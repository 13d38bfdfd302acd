//! Waveform sample containers
//!
//! Two physically different layouts flow along graph edges:
//!
//! - [`UniformWaveform`]: fixed sample rate, sample `i` sits at
//!   `i * timescale + trigger_phase` femtoseconds.
//! - [`SparseWaveform`]: explicit `offsets[i]` / `durations[i]` (in timebase
//!   ticks) next to `samples[i]`, for protocol symbols and run-length encoded
//!   logic data.
//!
//! [`EyeWaveform`] carries an accumulated eye-pattern histogram. All sample
//! arrays are [`AcceleratorBuffer`]s, so either layout can be produced or
//! consumed on the host or the accelerator.

use super::buffer::{AcceleratorBuffer, SampleType};
use super::device::Device;
use super::errors::{BufferError, WaveformError};
use std::any::Any;
use std::fmt;
use std::sync::Arc;

/// Femtoseconds per second
pub const FS_PER_SECOND: i64 = 1_000_000_000_000_000;

/// Timing metadata shared by every waveform layout
#[derive(Debug, Clone, Copy, PartialEq, Eq, Default)]
pub struct WaveformBase {
    /// Femtoseconds per timebase tick
    pub timescale: i64,
    /// Sub-tick offset of the first sample, in femtoseconds
    pub trigger_phase: i64,
    /// Wall-clock acquisition time, whole seconds since the UNIX epoch
    pub start_timestamp: i64,
    /// Fractional part of the acquisition time, in femtoseconds
    pub start_femtoseconds: i64,
    /// At least one sample hit the instrument's ADC limits
    pub clipping: bool,
    revision: u64,
}

impl WaveformBase {
    pub fn new(timescale: i64) -> Self {
        Self {
            timescale,
            ..Self::default()
        }
    }

    /// Incremented on every structural or content change
    pub fn revision(&self) -> u64 {
        self.revision
    }

    pub fn bump_revision(&mut self) {
        self.revision = self.revision.wrapping_add(1);
    }

    /// Copy timebase, trigger phase, start time and flags. The revision is not copied.
    pub fn copy_timebase_from(&mut self, other: &WaveformBase) {
        self.timescale = other.timescale;
        self.trigger_phase = other.trigger_phase;
        self.start_timestamp = other.start_timestamp;
        self.start_femtoseconds = other.start_femtoseconds;
        self.clipping = other.clipping;
    }
}

/// Physical layout of a waveform
#[derive(Debug, Clone, Copy, PartialEq, Eq)]
pub enum WaveformLayout {
    Uniform,
    Sparse,
    Eye,
}

/// Type-erased waveform held by a stream
pub trait Waveform: Any + Send + Sync {
    fn base(&self) -> &WaveformBase;
    fn base_mut(&mut self) -> &mut WaveformBase;
    fn layout(&self) -> WaveformLayout;

    /// Number of samples (histogram bins for eye patterns)
    fn len(&self) -> usize;

    fn is_empty(&self) -> bool {
        self.len() == 0
    }

    fn as_any(&self) -> &dyn Any;
    fn as_any_mut(&mut self) -> &mut dyn Any;
    fn into_any(self: Box<Self>) -> Box<dyn Any>;

    /// Attach `device` to any sample array created host-only
    fn ensure_device(&mut self, device: &Arc<Device>);

    fn prepare_for_cpu_access(&mut self);
    fn prepare_for_gpu_access(&mut self) -> Result<(), BufferError>;
    fn mark_modified_from_cpu(&mut self);
    fn mark_modified_from_gpu(&mut self);
}

impl dyn Waveform {
    pub fn downcast_ref<W: Waveform>(&self) -> Option<&W> {
        self.as_any().downcast_ref()
    }

    pub fn downcast_mut<W: Waveform>(&mut self) -> Option<&mut W> {
        self.as_any_mut().downcast_mut()
    }

    pub fn as_uniform<T: SampleType>(&self) -> Option<&UniformWaveform<T>> {
        self.downcast_ref()
    }

    pub fn as_sparse<T: SampleType>(&self) -> Option<&SparseWaveform<T>> {
        self.downcast_ref()
    }

    pub fn as_uniform_mut<T: SampleType>(&mut self) -> Option<&mut UniformWaveform<T>> {
        self.downcast_mut()
    }

    pub fn as_sparse_mut<T: SampleType>(&mut self) -> Option<&mut SparseWaveform<T>> {
        self.downcast_mut()
    }

    pub fn as_eye(&self) -> Option<&EyeWaveform> {
        self.downcast_ref()
    }
}

impl fmt::Debug for dyn Waveform {
    fn fmt(&self, f: &mut fmt::Formatter) -> fmt::Result {
        f.debug_struct("Waveform")
            .field("layout", &self.layout())
            .field("len", &self.len())
            .field("timescale", &self.base().timescale)
            .field("revision", &self.base().revision())
            .finish()
    }
}

/// Complex-valued sample (I/Q data, spectra)
#[derive(Debug, Clone, Copy, PartialEq, Default)]
pub struct ComplexSample {
    pub re: f32,
    pub im: f32,
}

impl ComplexSample {
    pub fn new(re: f32, im: f32) -> Self {
        Self { re, im }
    }

    pub fn magnitude(&self) -> f32 {
        self.re.hypot(self.im)
    }

    /// Phase in radians
    pub fn phase(&self) -> f32 {
        self.im.atan2(self.re)
    }
}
+ + +
◆ Exercise details
Go through the records above, find every line with the word "acquisition", and list those lines.

◆ Task result
    /// Wall-clock acquisition time, whole seconds since the UNIX epoch
    /// Fractional part of the acquisition time, in femtoseconds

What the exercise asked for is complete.